Zurück zur Leipziger Straße. Nach Moskauer Typologie wurden hier dringend benötigte Wohnungen in Turmhochhäusern an der südlichen Straßenseite und Scheibenhochhäusern an der nördlichen geschaffen. Der Moskauer Kalinin-Prospekt stand als neue Verkehrsachse und Gegenentwurf zu traditionsbewussten Stadtvierteln für radikale Modernisierung, Macht, Repräsentation, Fortschritt im Sputnik-Zeitalter. Die in diesem Zeitgeist errichteten Hochhäuser an der Leipziger Straße haben gleichzeitig körperlich der Blick auf Springer und die Westnachrichten verbaut oder behindert, ein doppelter Gewinn für Ost-Berlin. Und als ginge es nicht ohne Abgucken beim feindlichen Bruder und ohne Nacheifern, wurde auch hier das Straßenland der Jerusalemer Straße bebaut. Nun war sie auf beiden Seiten unterbrochen. Da sie aber im Osten als Zubringerstraße zum Mossehaus gebraucht wurde, legte man sie in Teilstücken um die Bebauung herum neu an, so dass sie heute - mehrfach verschwenkt - wieder vom Hausvogteiplatz bis vor das Springerhaus führt. Zum Peilen kann man (wo immer man es sieht) das Verlagshaus nehmen, dann erkennt man, dass die verwucherte Fläche zwischen Krausen- und Schützenstraße ehemaliges Straßenland der Jerusalemer ist.

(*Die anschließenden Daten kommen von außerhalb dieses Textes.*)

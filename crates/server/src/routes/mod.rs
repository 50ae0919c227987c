//! HTTP route handlers.
//!
//! # Route Structure
//!
//! ```text
//! GET  /health                          - Health check
//!
//! # Wishlist
//! GET  /wishlist/get?email=             - The "all" bucket
//! POST /wishlist/add                    - Add an item to a bucket
//! POST /wishlist/toggle                 - Add or remove an item
//! POST /wishlist/remove                 - Remove an item
//! POST /wishlist/create-bucket          - Create an empty bucket
//! POST /wishlist/remove-bucket          - Delete a bucket
//! POST /wishlist/replace-bucket         - Replace a bucket's contents
//!
//! # Accounts
//! GET  /accounts                        - Shopify customers, verbatim
//! POST /accounts/create                 - Create a customer and its profile metafields
//!
//! # Orders
//! GET  /order/all?customer_id=          - Shopify orders, verbatim
//! GET  /order/{email}                   - Order summaries with renewal window
//!
//! # Products
//! GET  /products                        - Shopify products, verbatim
//! GET  /products/metafields/{productId} - Per-variant detail lists
//! ```

pub mod customers;
pub mod orders;
pub mod products;
pub mod wishlist;

use axum::{
    Json, Router,
    extract::{FromRequest, Request, rejection::JsonRejection},
    middleware,
    routing::{get, post},
};
use serde::de::DeserializeOwned;
use tower_http::{
    cors::CorsLayer,
    trace::{DefaultOnResponse, OnResponse, TraceLayer},
};
use tracing::Span;

use crate::error::AppError;
use crate::middleware::request_id_middleware;
use crate::state::AppState;

/// JSON body extractor whose rejections render as `AppError::BadRequest`.
pub struct JsonBody<T>(pub T);

impl<S, T> FromRequest<S> for JsonBody<T>
where
    T: DeserializeOwned,
    S: Send + Sync,
{
    type Rejection = AppError;

    async fn from_request(req: Request, state: &S) -> Result<Self, Self::Rejection> {
        Json::<T>::from_request(req, state)
            .await
            .map(|Json(value)| Self(value))
            .map_err(|rejection: JsonRejection| {
                tracing::debug!(error = %rejection.body_text(), "Rejected request body");
                AppError::BadRequest("Invalid JSON body".to_string())
            })
    }
}

/// Create the wishlist routes router.
pub fn wishlist_routes() -> Router<AppState> {
    Router::new()
        .route("/get", get(wishlist::get))
        .route("/add", post(wishlist::add))
        .route("/toggle", post(wishlist::toggle))
        .route("/remove", post(wishlist::remove))
        .route("/create-bucket", post(wishlist::create_bucket))
        .route("/remove-bucket", post(wishlist::remove_bucket))
        .route("/replace-bucket", post(wishlist::replace_bucket))
}

/// Create the account routes router.
pub fn account_routes() -> Router<AppState> {
    Router::new()
        .route("/", get(customers::index))
        .route("/create", post(customers::create))
}

/// Create the order routes router.
pub fn order_routes() -> Router<AppState> {
    Router::new()
        .route("/all", get(orders::all))
        .route("/{email}", get(orders::by_email))
}

/// Create the product routes router.
pub fn product_routes() -> Router<AppState> {
    Router::new()
        .route("/", get(products::index))
        .route("/metafields/{product_id}", get(products::variant_details))
}

/// Create all API routes.
pub fn routes() -> Router<AppState> {
    Router::new()
        .nest("/wishlist", wishlist_routes())
        .nest("/accounts", account_routes())
        .nest("/order", order_routes())
        .nest("/products", product_routes())
}

/// The full application: routes, health check and middleware.
pub fn app(state: AppState) -> Router {
    Router::new()
        .route("/health", get(health))
        .merge(routes())
        .layer(middleware::from_fn(request_id_middleware))
        .layer(
            TraceLayer::new_for_http()
                .make_span_with(|request: &axum::http::Request<_>| {
                    tracing::info_span!(
                        "http_request",
                        method = %request.method(),
                        uri = %request.uri(),
                        request_id = tracing::field::Empty,
                        status = tracing::field::Empty,
                        latency_ms = tracing::field::Empty,
                    )
                })
                .on_response(
                    |response: &axum::http::Response<_>,
                     latency: std::time::Duration,
                     span: &Span| {
                        span.record("status", response.status().as_u16());
                        span.record(
                            "latency_ms",
                            u64::try_from(latency.as_millis()).unwrap_or(u64::MAX),
                        );
                        DefaultOnResponse::default().on_response(response, latency, span);
                    },
                ),
        )
        .layer(CorsLayer::permissive())
        .with_state(state)
}

/// Liveness health check endpoint.
///
/// Returns "ok" if the server is running. Does not call Shopify.
async fn health() -> &'static str {
    "ok"
}
//! Customer and product metafields.

use serde_json::json;
use shelfmark_core::{CustomerId, MetafieldId, ProductId};
use tracing::instrument;

use super::{
    AdminRestClient, ShopifyError,
    types::{Metafield, MetafieldEnvelope, MetafieldList, NewMetafield},
};

impl AdminRestClient {
    /// List every metafield on a customer.
    ///
    /// # Errors
    ///
    /// Returns `ShopifyError::Api` on a non-success status.
    #[instrument(skip(self), fields(customer_id = %customer_id))]
    pub async fn list_customer_metafields(
        &self,
        customer_id: CustomerId,
    ) -> Result<Vec<Metafield>, ShopifyError> {
        let list: MetafieldList = self
            .get(&format!("customers/{customer_id}/metafields.json"))
            .await?
            .success()?
            .json()?;
        Ok(list.metafields)
    }

    /// Create a metafield on a customer.
    ///
    /// # Errors
    ///
    /// Returns `ShopifyError::Api` on a non-success status.
    #[instrument(skip(self, metafield), fields(customer_id = %customer_id, key = %metafield.key))]
    pub async fn create_customer_metafield(
        &self,
        customer_id: CustomerId,
        metafield: &NewMetafield,
    ) -> Result<Metafield, ShopifyError> {
        let envelope: MetafieldEnvelope = self
            .post(
                &format!("customers/{customer_id}/metafields.json"),
                &json!({ "metafield": metafield }),
            )
            .await?
            .success()?
            .json()?;
        Ok(envelope.metafield)
    }

    /// Overwrite an existing customer metafield's value.
    ///
    /// # Errors
    ///
    /// Returns `ShopifyError::Api` on a non-success status.
    #[instrument(skip(self, metafield), fields(customer_id = %customer_id, metafield_id = %metafield_id))]
    pub async fn update_customer_metafield(
        &self,
        customer_id: CustomerId,
        metafield_id: MetafieldId,
        metafield: &NewMetafield,
    ) -> Result<(), ShopifyError> {
        self.put(
            &format!("customers/{customer_id}/metafields/{metafield_id}.json"),
            &json!({
                "metafield": {
                    "id": metafield_id,
                    "value": metafield.value,
                    "type": metafield.kind,
                }
            }),
        )
        .await?
        .success()?;
        Ok(())
    }

    /// List every metafield on a product.
    ///
    /// # Errors
    ///
    /// Returns `ShopifyError::Api` on a non-success status.
    pub async fn list_product_metafields(
        &self,
        product_id: ProductId,
    ) -> Result<Vec<Metafield>, ShopifyError> {
        let list: MetafieldList = self
            .get(&format!("products/{product_id}/metafields.json"))
            .await?
            .success()?
            .json()?;
        Ok(list.metafields)
    }
}
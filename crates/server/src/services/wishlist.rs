//! Wishlist persistence and operations.
//!
//! A customer's whole wishlist lives in one JSON metafield
//! (`custom.wishlist`). Every operation resolves the customer, loads the
//! document, mutates it in memory with the algorithms in
//! [`shelfmark_core::wishlist`], and writes it back with a single create or
//! update call. There is no concurrency token: the last writer wins.

use std::future::Future;

use shelfmark_core::wishlist::{
    AddOutcome, BucketError, BucketName, ItemSelector, RemovalScope, ToggleOutcome,
    WishlistDocument, WishlistItem,
};
use shelfmark_core::{CustomerId, Email, MetafieldId};
use thiserror::Error;
use tracing::instrument;

use crate::shopify::{
    AdminRestClient, METAFIELD_TYPE_JSON, Metafield, NewMetafield, ShopifyError,
};

/// Metafield namespace holding the wishlist.
pub const WISHLIST_NAMESPACE: &str = "custom";
/// Metafield key holding the wishlist.
pub const WISHLIST_KEY: &str = "wishlist";

/// Errors from wishlist operations.
#[derive(Debug, Error)]
pub enum WishlistError {
    /// The request itself is unusable.
    #[error("{0}")]
    Validation(String),

    /// No customer has the given email.
    #[error("Customer not found")]
    CustomerNotFound,

    /// The customer has no wishlist metafield yet.
    #[error("Wishlist not found")]
    WishlistNotFound,

    /// The named bucket does not exist.
    #[error("Bucket '{0}' not found.")]
    BucketNotFound(String),

    /// Writing the metafield back failed.
    #[error("Failed to update wishlist")]
    SaveFailed(#[source] ShopifyError),

    /// Any other Shopify failure.
    #[error("Shopify error: {0}")]
    Upstream(#[from] ShopifyError),
}

impl From<BucketError> for WishlistError {
    fn from(err: BucketError) -> Self {
        match err {
            BucketError::NotFound(name) => Self::BucketNotFound(name),
            other => Self::Validation(other.to_string()),
        }
    }
}

/// Remote operations the wishlist needs.
///
/// Implemented by [`AdminRestClient`]; tests substitute an in-memory store.
pub trait WishlistBackend: Send + Sync {
    /// Resolve an email to a customer id.
    fn find_customer(
        &self,
        email: &Email,
    ) -> impl Future<Output = Result<CustomerId, ShopifyError>> + Send;

    /// List a customer's metafields.
    fn list_metafields(
        &self,
        customer_id: CustomerId,
    ) -> impl Future<Output = Result<Vec<Metafield>, ShopifyError>> + Send;

    /// Create a customer metafield.
    fn create_metafield(
        &self,
        customer_id: CustomerId,
        metafield: &NewMetafield,
    ) -> impl Future<Output = Result<Metafield, ShopifyError>> + Send;

    /// Overwrite an existing customer metafield.
    fn update_metafield(
        &self,
        customer_id: CustomerId,
        metafield_id: MetafieldId,
        metafield: &NewMetafield,
    ) -> impl Future<Output = Result<(), ShopifyError>> + Send;
}

impl WishlistBackend for AdminRestClient {
    async fn find_customer(&self, email: &Email) -> Result<CustomerId, ShopifyError> {
        self.find_customer_by_email(email).await
    }

    async fn list_metafields(&self, customer_id: CustomerId) -> Result<Vec<Metafield>, ShopifyError> {
        self.list_customer_metafields(customer_id).await
    }

    async fn create_metafield(
        &self,
        customer_id: CustomerId,
        metafield: &NewMetafield,
    ) -> Result<Metafield, ShopifyError> {
        self.create_customer_metafield(customer_id, metafield).await
    }

    async fn update_metafield(
        &self,
        customer_id: CustomerId,
        metafield_id: MetafieldId,
        metafield: &NewMetafield,
    ) -> Result<(), ShopifyError> {
        self.update_customer_metafield(customer_id, metafield_id, metafield)
            .await
    }
}

/// A wishlist read from Shopify, ready to mutate and save.
#[derive(Debug, Clone)]
pub struct LoadedWishlist {
    pub customer_id: CustomerId,
    /// The stored metafield, if the customer has one.
    pub metafield_id: Option<MetafieldId>,
    pub document: WishlistDocument,
}

impl LoadedWishlist {
    /// Whether the wishlist metafield already exists.
    #[must_use]
    pub const fn exists(&self) -> bool {
        self.metafield_id.is_some()
    }
}

/// Loads and saves wishlist documents.
#[derive(Debug, Clone)]
pub struct WishlistStore<B> {
    backend: B,
}

impl<B: WishlistBackend> WishlistStore<B> {
    pub const fn new(backend: B) -> Self {
        Self { backend }
    }

    #[must_use]
    pub const fn backend(&self) -> &B {
        &self.backend
    }

    /// Read a customer's wishlist.
    ///
    /// A missing metafield yields an empty document. A stored value that
    /// cannot be read is replaced by an empty document (the metafield id is
    /// kept so the next save overwrites it) and the problem is logged.
    ///
    /// # Errors
    ///
    /// Returns `WishlistError::Upstream` if the metafields cannot be listed.
    #[instrument(skip(self), fields(customer_id = %customer_id))]
    pub async fn load(&self, customer_id: CustomerId) -> Result<LoadedWishlist, WishlistError> {
        let metafields = self.backend.list_metafields(customer_id).await?;

        let Some(stored) = metafields
            .into_iter()
            .find(|m| m.is(WISHLIST_NAMESPACE, WISHLIST_KEY))
        else {
            return Ok(LoadedWishlist {
                customer_id,
                metafield_id: None,
                document: WishlistDocument::new(),
            });
        };

        let document = match stored.value_text() {
            Some(raw) => {
                let (document, warnings) = WishlistDocument::parse_lenient(&raw);
                for warning in &warnings {
                    tracing::warn!(
                        metafield_id = %stored.id,
                        warning = %warning,
                        "Recovered from unreadable wishlist data"
                    );
                }
                document
            }
            None => WishlistDocument::new(),
        };

        Ok(LoadedWishlist {
            customer_id,
            metafield_id: Some(stored.id),
            document,
        })
    }

    /// Write the document back, creating the metafield if needed.
    ///
    /// # Errors
    ///
    /// Returns `WishlistError::SaveFailed` if Shopify rejects the write.
    #[instrument(skip_all, fields(customer_id = %wishlist.customer_id))]
    pub async fn save(&self, wishlist: &mut LoadedWishlist) -> Result<(), WishlistError> {
        let payload = NewMetafield::new(
            WISHLIST_NAMESPACE,
            WISHLIST_KEY,
            wishlist.document.to_json_string(),
            METAFIELD_TYPE_JSON,
        );

        let result = match wishlist.metafield_id {
            Some(metafield_id) => {
                self.backend
                    .update_metafield(wishlist.customer_id, metafield_id, &payload)
                    .await
            }
            None => self
                .backend
                .create_metafield(wishlist.customer_id, &payload)
                .await
                .map(|created| wishlist.metafield_id = Some(created.id)),
        };

        result.map_err(|e| {
            tracing::error!(error = %e, "Failed to save wishlist");
            WishlistError::SaveFailed(e)
        })
    }
}

/// Wishlist operations keyed by customer email.
#[derive(Debug, Clone)]
pub struct WishlistService<B> {
    store: WishlistStore<B>,
    removal_scope: RemovalScope,
}

impl<B: WishlistBackend> WishlistService<B> {
    pub const fn new(backend: B, removal_scope: RemovalScope) -> Self {
        Self {
            store: WishlistStore::new(backend),
            removal_scope,
        }
    }

    #[must_use]
    pub const fn removal_scope(&self) -> RemovalScope {
        self.removal_scope
    }

    async fn open(&self, email: &Email) -> Result<LoadedWishlist, WishlistError> {
        let customer_id = self
            .store
            .backend()
            .find_customer(email)
            .await
            .map_err(|e| match e {
                ShopifyError::NotFound(_) => WishlistError::CustomerNotFound,
                other => WishlistError::Upstream(other),
            })?;
        self.store.load(customer_id).await
    }

    async fn open_existing(&self, email: &Email) -> Result<LoadedWishlist, WishlistError> {
        let wishlist = self.open(email).await?;
        if wishlist.exists() {
            Ok(wishlist)
        } else {
            Err(WishlistError::WishlistNotFound)
        }
    }

    /// The `"all"` bucket. Creates an empty wishlist metafield if the
    /// customer has none.
    ///
    /// # Errors
    ///
    /// Returns `CustomerNotFound` or `Upstream`. A failure to create the
    /// missing metafield is logged, not returned.
    #[instrument(skip(self), fields(email = %email))]
    pub async fn get(&self, email: &Email) -> Result<Vec<WishlistItem>, WishlistError> {
        let mut wishlist = self.open(email).await?;

        if !wishlist.exists() {
            if let Err(e) = self.store.save(&mut wishlist).await {
                tracing::warn!(error = %e, "Could not create empty wishlist");
            }
        }

        Ok(wishlist.document.all().to_vec())
    }

    /// Add an item to a bucket (and to `"all"`). Nothing is written when the
    /// bucket already holds it.
    ///
    /// # Errors
    ///
    /// Returns `CustomerNotFound`, `Upstream` or `SaveFailed`.
    #[instrument(skip(self, item), fields(email = %email, bucket = %bucket))]
    pub async fn add(
        &self,
        email: &Email,
        bucket: &BucketName,
        item: WishlistItem,
    ) -> Result<(AddOutcome, Vec<WishlistItem>), WishlistError> {
        let mut wishlist = self.open(email).await?;

        let outcome = wishlist.document.add(bucket, item);
        if outcome == AddOutcome::Added {
            self.store.save(&mut wishlist).await?;
        }

        Ok((outcome, wishlist.document.all().to_vec()))
    }

    /// Add the item if the bucket lacks it, otherwise remove it as a
    /// bucket-scoped remove would.
    ///
    /// # Errors
    ///
    /// Returns `CustomerNotFound`, `Upstream` or `SaveFailed`.
    #[instrument(skip(self, item), fields(email = %email, bucket = %bucket))]
    pub async fn toggle(
        &self,
        email: &Email,
        bucket: &BucketName,
        item: WishlistItem,
    ) -> Result<(ToggleOutcome, Vec<WishlistItem>), WishlistError> {
        let mut wishlist = self.open(email).await?;

        let outcome = wishlist.document.toggle(bucket, item);
        self.store.save(&mut wishlist).await?;

        Ok((outcome, wishlist.document.all().to_vec()))
    }

    /// Remove a product, honoring the configured removal scope.
    ///
    /// # Errors
    ///
    /// Returns `CustomerNotFound`, `WishlistNotFound`, `Upstream` or
    /// `SaveFailed`.
    #[instrument(skip(self, selector), fields(email = %email))]
    pub async fn remove(
        &self,
        email: &Email,
        selector: &ItemSelector,
        bucket: Option<&BucketName>,
    ) -> Result<Vec<WishlistItem>, WishlistError> {
        let mut wishlist = self.open_existing(email).await?;

        let removed = wishlist
            .document
            .remove(selector, bucket, self.removal_scope);
        tracing::debug!(removed, "Removed wishlist entries");
        self.store.save(&mut wishlist).await?;

        Ok(wishlist.document.all().to_vec())
    }

    /// Ensure a bucket exists. Returns the whole document.
    ///
    /// # Errors
    ///
    /// Returns `CustomerNotFound`, `Upstream` or `SaveFailed`.
    #[instrument(skip(self), fields(email = %email, bucket = %bucket))]
    pub async fn create_bucket(
        &self,
        email: &Email,
        bucket: &BucketName,
    ) -> Result<WishlistDocument, WishlistError> {
        let mut wishlist = self.open(email).await?;

        let created = wishlist.document.create_bucket(bucket);
        if created || !wishlist.exists() {
            self.store.save(&mut wishlist).await?;
        }

        Ok(wishlist.document)
    }

    /// Delete a bucket; its items stay in `"all"`. Returns the whole
    /// document.
    ///
    /// # Errors
    ///
    /// Returns `Validation` for `"all"`, `BucketNotFound`,
    /// `CustomerNotFound`, `WishlistNotFound`, `Upstream` or `SaveFailed`.
    #[instrument(skip(self), fields(email = %email, bucket = %bucket))]
    pub async fn remove_bucket(
        &self,
        email: &Email,
        bucket: &BucketName,
    ) -> Result<WishlistDocument, WishlistError> {
        if bucket.is_all() {
            return Err(BucketError::Reserved.into());
        }

        let mut wishlist = self.open_existing(email).await?;
        wishlist.document.remove_bucket(bucket)?;
        self.store.save(&mut wishlist).await?;

        Ok(wishlist.document)
    }

    /// Replace a bucket's contents with the products named by `titles`.
    /// Returns the replaced bucket.
    ///
    /// # Errors
    ///
    /// Returns `CustomerNotFound`, `WishlistNotFound`, `Upstream` or
    /// `SaveFailed`.
    #[instrument(skip(self, titles), fields(email = %email, bucket = %bucket, titles = titles.len()))]
    pub async fn replace_bucket(
        &self,
        email: &Email,
        bucket: &BucketName,
        titles: &[String],
    ) -> Result<Vec<WishlistItem>, WishlistError> {
        let mut wishlist = self.open_existing(email).await?;

        let outcome = wishlist.document.replace_bucket(bucket, titles);
        if !outcome.unresolved.is_empty() {
            tracing::warn!(
                unresolved = ?outcome.unresolved,
                "Skipped titles not found in wishlist"
            );
        }
        self.store.save(&mut wishlist).await?;

        Ok(wishlist
            .document
            .bucket(bucket)
            .map(<[WishlistItem]>::to_vec)
            .unwrap_or_default())
    }
}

Und dann gab es da noch einen Grenzzwischenfall, bei dem das Springerhaus eine undurchschaubare Rolle spielte. Der DDR-Grenzer Reinhold Huhn wird von einem Fluchthelfer erschossen, der durch einen Fluchttunnel vom Verlagsgelände zur Jerusalemer Straße herausgekommen ist und nach dem Zwischenfall auf diesem Wege auch wieder zurückgeht. Im Westen wird der Schütze politisch gedeckt, der Osten nutzt den Vorfall propagandistisch. Gegenüber dem Mossehaus wird eine Gedenkstätte gebaut, von der heute nur noch die in den Boden eingelassene Einfassung übrig ist, die so gar nicht wie ein Rinnstein aussieht.

Auf dem beigefügten Stadtplan von 1710 sieht man, dass die Jerusalemer Straße im Norden zunächst nicht bis an den Hausvogteiplatz heran geführt werden konnte, weil hier die sternförmige Festung lag, in die Berlin und Cölln nach dem Dreißigjährigen Krieg verwandelt worden war. 1658 hatte Berlin begonnen, Mauerwälle und Bastionen zu bauen, um die Stadt zukünftig vor Kriegen zu schützen - ein teures und überflüssiges Unterfangen, denn bereits beim Bau war die Festung strategisch überholt, konnte doch mit der größeren Reichweite der Geschütze jeder Punkt innerhalb der Festung erreicht werden. Und so wurde 1683 der Festungsbau eingestellt, ab 1740 wurden die Wälle wieder eingeebnet. Für die Stadterweiterung erwies sich der Festungsbau als hinderlich, Vorstädte wie Dorotheenstadt und Friedrichstadt lagen außerhalb der Befestigung und waren von Berlin und Cölln nur durch Stadttore zu erreichen.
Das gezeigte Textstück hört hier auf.